**What you need to do:** Start at the line in the entries below that contains "const PROCUREMENT_PAGE: u32 = 50;", stop at the line that contains "pub fn transaction_list(client: Rc<HttpClient>)", and output exactly the lines in that span, both ends included.
[Records for the exercise — start]
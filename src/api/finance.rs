//! Finance Endpoints
//!
//! Transactions, procurement requests and dues payments.

use remote_collection::{
    decode_collection, ActionKind, ActionRequest, ApiClient, ApiError, ApiResult, CollectionQuery, Method, Placement,
};
use std::rc::Rc;
use web_sys::{File, FormData};

use super::http::js_error;
use super::{HttpClient, RemoteList};
use crate::models::{
    CreateDuesRequest, CreateProcurementRequest, CreateTransactionRequest, DuesPayment, FinanceCategory,
    FinanceTransaction, ProcurementRequest, TransactionSummary, STATUS_VERIFIED,
};

pub const TRANSACTIONS: &str = "/finance/transactions";
pub const TRANSACTION_SUMMARY: &str = "/finance/transactions/summary";
pub const SIMPLE_TRANSACTION: &str = "/finance/transactions/simple";
pub const CATEGORIES: &str = "/finance/categories";
pub const PROCUREMENT: &str = "/finance/procurement";
pub const DUES: &str = "/finance/dues";

/// Latest transactions shown under the summary cards
pub const RECENT_TRANSACTIONS: u32 = 10;
const PROCUREMENT_PAGE: u32 = 50;

// ========================
// Transactions
// ========================

pub fn transaction_list(client: Rc<HttpClient>) -> RemoteList<FinanceTransaction> {
    RemoteList::new(client, TRANSACTIONS, CollectionQuery::page(0, RECENT_TRANSACTIONS))
        .with_load_error("Failed to load transactions")
}

pub async fn fetch_transaction_summary(client: &HttpClient) -> ApiResult<TransactionSummary> {
    let body = client.get(TRANSACTION_SUMMARY).await?;
    Ok(serde_json::from_value(body)?)
}

pub async fn fetch_categories(client: &HttpClient) -> ApiResult<Vec<FinanceCategory>> {
    let body = client.get(CATEGORIES).await?;
    let (categories, _) = decode_collection(body)?;
    Ok(categories)
}

pub fn create_transaction(request: &CreateTransactionRequest) -> ApiResult<ActionRequest<FinanceTransaction>> {
    request.validate()?;
    Ok(ActionRequest::create(SIMPLE_TRANSACTION, serde_json::to_value(request)?, Placement::Prepend))
}

// ========================
// Procurement
// ========================

pub fn procurement_list(client: Rc<HttpClient>) -> RemoteList<ProcurementRequest> {
    RemoteList::new(client, PROCUREMENT, CollectionQuery::sized(PROCUREMENT_PAGE))
        .with_load_error("Failed to load procurement requests")
}

pub fn create_procurement(request: &CreateProcurementRequest) -> ApiResult<ActionRequest<ProcurementRequest>> {
    request.validate()?;
    Ok(ActionRequest::create(PROCUREMENT, serde_json::to_value(request)?, Placement::Prepend))
}

pub fn approve_procurement(id: &str) -> ActionRequest<ProcurementRequest> {
    ActionRequest::transition(ActionKind::Approve, id.to_string(), Method::Post, format!("{}/{}/approve", PROCUREMENT, id))
        .patch_on_empty(|p: &mut ProcurementRequest| p.status = "APPROVED".to_string())
}

pub fn reject_procurement(id: &str, reason: &str) -> ApiResult<ActionRequest<ProcurementRequest>> {
    let request = ActionRequest::reject(id.to_string(), format!("{}/{}/reject", PROCUREMENT, id), "reason", reason)?;
    Ok(request.patch_on_empty(|p: &mut ProcurementRequest| p.status = "REJECTED".to_string()))
}

// ========================
// Dues
// ========================

pub fn dues_list(client: Rc<HttpClient>) -> RemoteList<DuesPayment> {
    RemoteList::new(client, DUES, CollectionQuery::all()).with_load_error("Failed to load dues payments")
}

pub fn verify_dues(id: &str) -> ActionRequest<DuesPayment> {
    ActionRequest::transition(ActionKind::Verify, id.to_string(), Method::Post, format!("{}/{}/verify", DUES, id))
        .patch_on_empty(|d: &mut DuesPayment| d.status = STATUS_VERIFIED.to_string())
}

/// Multipart body: `data` is the JSON request, `file` the payment proof
pub fn dues_form(request: &CreateDuesRequest, proof: Option<&File>) -> ApiResult<FormData> {
    let data = request.multipart_data(proof.is_some())?;
    let proof = proof.ok_or_else(|| ApiError::Validation("Payment proof is required".into()))?;
    let form = FormData::new().map_err(js_error)?;
    form.append_with_str("data", &data).map_err(js_error)?;
    form.append_with_blob_and_filename("file", proof, &proof.name()).map_err(js_error)?;
    Ok(form)
}

#[cfg(test)]
mod tests {
    use super::*;
    use remote_collection::Reconcile;
    use serde_json::json;

    #[test]
    fn test_reject_procurement_uses_reason_field() {
        let req = reject_procurement("pr1", "Too expensive").unwrap();
        assert_eq!(req.path, "/finance/procurement/pr1/reject");
        assert_eq!(req.body, Some(json!({"reason": "Too expensive"})));
        assert!(reject_procurement("pr1", "   ").is_err());
    }

    #[test]
    fn test_create_transaction_prepends() {
        let request = CreateTransactionRequest {
            description: "Printer ink".into(),
            amount: 150000.0,
            kind: "EXPENSE".into(),
            category_id: "c1".into(),
            transaction_date: "2024-05-02".into(),
        };
        let req = create_transaction(&request).unwrap();
        assert_eq!(req.path, "/finance/transactions/simple");
        assert!(matches!(req.reconcile, Reconcile::Insert(Placement::Prepend)));
    }

    #[test]
    fn test_verify_dues_path() {
        let req = verify_dues("d1");
        assert_eq!(req.path, "/finance/dues/d1/verify");
        assert_eq!(req.kind, ActionKind::Verify);
    }

    #[test]
    fn test_dues_form_requires_proof_before_touching_the_dom() {
        let request = CreateDuesRequest { payment_month: 1, payment_year: 2024, amount: 20000.0 };
        assert!(matches!(dues_form(&request, None), Err(ApiError::Validation(_))));
    }
}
[Records for the exercise — finish]
**Output for this exercise:**
const PROCUREMENT_PAGE: u32 = 50;

// ========================
// Transactions
// ========================

pub fn transaction_list(client: Rc<HttpClient>) -> RemoteList<FinanceTransaction> {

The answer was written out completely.